The policy was issued as House Republican leaders floated a plan, as part of the maneuvering over the budgetary deadlock, to end that contribution for Congress and certain employees who will be forced out of their current health program.
The administration’s policy would keep the subsidy in place only for members of Congress and affected staff who enroll in a Small Business Health Options Program (SHOP) plan to become available in the District of Columbia. Such plans most commonly will be aimed at employees of businesses with fewer than 50 workers.
Members of Congress and Capitol Hill workers, like almost all other federal employees, currently are eligible for the Federal Employees Health Benefits Program, in which the government pays about 70 percent of the total premium cost on average. However, under the ACA, House and Senate members and certain personal staff — although not other Hill employees — instead will have to get their insurance through the ACA’s marketplace effective with the 2014 calendar year.

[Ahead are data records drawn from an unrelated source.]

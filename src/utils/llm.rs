//! Chat completion client over the OpenAI API.
//!
//! [ChatClient] talks to any OpenAI-compatible endpoint (including OpenRouter via a
//! custom API base in [LlmConfig](crate::config::LlmConfig)). The pipeline core treats
//! it as an opaque external collaborator: structured messages in, one [Completion] out,
//! or a provider/transport error. Timeout and retry policy live here (in the underlying
//! HTTP client), never in the pipeline core.

use anyhow::{anyhow, bail, Result};
use async_openai::config::OpenAIConfig;
use async_openai::types::{
    ChatCompletionRequestAssistantMessageArgs, ChatCompletionRequestMessage,
    ChatCompletionRequestSystemMessageArgs, ChatCompletionRequestUserMessageArgs,
    CreateChatCompletionRequestArgs,
};
use async_openai::Client;
use serde::{Deserialize, Serialize};

use crate::config::LlmConfig;

/// One chat message. Roles follow the OpenAI convention: `system`, `user`, `assistant`.
#[derive(Debug, Clone, PartialEq, Eq, Serialize, Deserialize)]
pub struct ChatMessage {
    pub role: String,
    pub content: String,
}

impl ChatMessage {
    pub fn system(content: impl Into<String>) -> Self {
        Self { role: "system".to_string(), content: content.into() }
    }

    pub fn user(content: impl Into<String>) -> Self {
        Self { role: "user".to_string(), content: content.into() }
    }

    pub fn assistant(content: impl Into<String>) -> Self {
        Self { role: "assistant".to_string(), content: content.into() }
    }
}

/// The part of a chat completion response users care about: the reply text plus a
/// little metadata.
#[derive(Debug, Clone, Default, Serialize, Deserialize)]
pub struct Completion {
    pub content: String,
    pub model: String,
    pub prompt_tokens: u32,
    pub completion_tokens: u32,
}

/// Client for chat completion requests against one model with one temperature.
#[derive(Clone)]
#[readonly::make]
pub struct ChatClient {
    client: Client<OpenAIConfig>,
    /// Model identifier sent with every request, readonly
    pub model: String,
    /// Sampling temperature sent with every request, readonly
    pub temperature: f32,
}

impl ChatClient {
    pub fn new(config: LlmConfig) -> Self {
        let mut openai_config = OpenAIConfig::new().with_api_key(config.api_key);
        if let Some(api_base) = config.api_base {
            openai_config = openai_config.with_api_base(api_base);
        }
        Self {
            client: Client::with_config(openai_config),
            model: config.model,
            temperature: config.temperature,
        }
    }

    /// Send one message list and return the first choice of the reply.
    pub async fn complete(&self, messages: Vec<ChatMessage>) -> Result<Completion> {
        if messages.is_empty() {
            bail!("cannot request a completion for an empty message list");
        }
        let messages = messages
            .into_iter()
            .map(to_request_message)
            .collect::<Result<Vec<_>>>()?;
        let request = CreateChatCompletionRequestArgs::default()
            .model(self.model.as_str())
            .temperature(self.temperature)
            .messages(messages)
            .build()?;
        let response = self.client.chat().create(request).await?;
        let model = response.model;
        let (prompt_tokens, completion_tokens) = response
            .usage
            .map(|usage| (usage.prompt_tokens, usage.completion_tokens))
            .unwrap_or((0, 0));
        let choice = response
            .choices
            .into_iter()
            .next()
            .ok_or_else(|| anyhow!("chat completion response carried no choices"))?;
        Ok(Completion {
            content: choice.message.content.unwrap_or_default(),
            model,
            prompt_tokens,
            completion_tokens,
        })
    }

    /// Send a single user message, like typing a prompt into a chat box.
    pub async fn complete_text(&self, prompt: impl Into<String>) -> Result<Completion> {
        self.complete(vec![ChatMessage::user(prompt)]).await
    }
}

fn to_request_message(message: ChatMessage) -> Result<ChatCompletionRequestMessage> {
    let request_message = match message.role.as_str() {
        "system" => ChatCompletionRequestSystemMessageArgs::default()
            .content(message.content)
            .build()?
            .into(),
        "user" => ChatCompletionRequestUserMessageArgs::default()
            .content(message.content)
            .build()?
            .into(),
        "assistant" => ChatCompletionRequestAssistantMessageArgs::default()
            .content(message.content)
            .build()?
            .into(),
        other => bail!("unsupported chat role: {}", other),
    };
    Ok(request_message)
}

#[cfg(test)]
mod test_llm {
    use super::ChatMessage;

    #[test]
    fn test_message_constructors() {
        assert_eq!(ChatMessage::system("be brief").role, "system");
        assert_eq!(ChatMessage::user("hello").role, "user");
        assert_eq!(ChatMessage::assistant("hi").content, "hi");
    }

    #[test]
    fn test_messages_round_trip_through_json() {
        let messages = vec![
            ChatMessage::system("you are an assistant that answers questions in a {style} style"),
            ChatMessage::user("Who is Alan Turing?"),
        ];
        let value = serde_json::to_value(&messages).unwrap();
        let back: Vec<ChatMessage> = serde_json::from_value(value).unwrap();
        assert_eq!(messages, back);
    }
}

That provision was put in the law because of pressures to have Congress experience the same health coverage under the ACA as what’s to be available to the general public. However, it caused uncertainty over which congressional staffers will be affected and the status of the employer contribution. Those questions resulted in a hold being placed for a short time on the nominee to head the Office of Personnel Management, a position that has been vacant since April.

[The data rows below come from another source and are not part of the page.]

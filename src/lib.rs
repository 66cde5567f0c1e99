//! # promptpipe
//!
//! Chain-centric framework for composing LLM pipelines in Rust
//!
//! ## Usage
//! Add a dependency in `Cargo.toml`
//! ```toml
//! promptpipe = { git = "https://github.com/promptpipe/promptpipe.git", branch = "main" }
//! ```
//!
//! ## Why `promptpipe`
//!
//! Because an LLM application is rarely more than a handful of calls glued together, and
//! that glue deserves to be declarative. You should be able to read a pipeline top to
//! bottom and see exactly what flows where, without chasing callbacks or inheritance
//! hierarchies.
//!
//! ## Concepts and Design
//! `promptpipe` follows data-driven design. A pipeline is an expression built from small
//! parts with one composition operator; evaluation is a single walk over that expression.
//! Cycle speed is NOT a top priority since an LLM can take trillions of cycles to respond
//! to a request.
//!
//! ### Stage
//!
//! The atomic unit of computation: fill a template, invoke a model, parse an output, or
//! run a plain function. A stage consumes one JSON value and produces one JSON value, or
//! fails. Built-in stages live in [stage]; anything implementing
//! [Stage](crate::chain::Stage) composes the same way.
//!
//! ### Sequence
//!
//! Stages chain left to right with `|`:
//!
//! ```text
//! template | model | parser
//! ```
//!
//! The output of each stage feeds the next. Composition flattens, so grouping never
//! matters. The first failing stage aborts the rest.
//!
//! ### Fan-out
//!
//! A fan-out maps names to independent branches. Every branch sees the same input; the
//! results merge into one JSON object keyed by branch name:
//!
//! ```text
//! {translate: template | model | parser} | summary_template | model | parser
//! ```
//!
//! If any branch fails, the whole fan-out fails and nothing is merged.
//!
//! ### Pipeline
//!
//! A [Pipeline](crate::chain::Pipeline) wraps the composed graph behind one `evaluate`
//! call. Build once, evaluate as often as you like; calls are independent and nothing is
//! cached.
//!
//! ### Endpoint or LLM
//!
//! The endpoint of a chain is usually an LLM stage wrapping a chat completion client.
//! Post-processing of the reply lives in [utilities](crate::utils), and of course the
//! output of one pipeline can be the input of another.
//!
//! ## License
//!
//! `promptpipe` will always remain free under Apache license.

pub mod chain;
pub mod config;
pub mod prompt;
pub mod stage;
pub mod utils;
//! Runnable demos for `promptpipe`, one per `examples/` file. Each demo expects its
//! configuration in the environment (or a `.env` file next to the workspace root).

Proposed rules issued in August by OPM said that each member of Congress would decide annually who are employees of their “official offices” as described by the law; some Capitol Hill employees are paid partly from office funds and partly from committee funds, for example.
Those rules also said that the government-paid share of premiums could continue for those forced out of the FEHBP program, reasoning that the ACA did not repeal the separate authority covering the FEHBP premium formula. OPM further decided to apply the same cost-sharing formula as for an FEHBP plan, meaning an employer share of up to 75 percent.
In final rules set for publication Wednesday, OPM says that “numerous” commenters on the proposed rules “asserted that Members of Congress and congressional staff should be subject to the same requirements as citizens purchasing insurance on the Exchanges, including individual responsibility for premiums and income restrictions for premium assistance.”
Some members of Congress have raised similar arguments since even before the draft rules were issued, leading to a series of proposals to end the subsidy, at least for themselves.
The final rules state that while the administration has not changed its view that the ACA provision did not override the FEHBP premium-sharing authority, “SHOPs are designed to provide employer-sponsored group health benefits and are, therefore, the appropriate environment in which to provide an employer contribution to Members of Congress and congressional staff. Further, this ensures that Members of Congress and congressional staff do not have additional choices in the individual Exchanges with a Government contribution that other individuals lack.”
To receive the government contribution, members of Congress and affected staff would have to enroll in the DC Health Link Small Business Market. Specifically, their choice for 2014 must be made from among that plan’s “gold”-level options, according to separate guidance.
They could purchase other coverage through the exchanges on the same basis as other eligible persons without an employer share, the rules add: “Nothing in this rule or the law prevents a Member of Congress or designated congressional staff from declining a Government contribution for himself or herself by choosing a different option for his/her health insurance coverage.”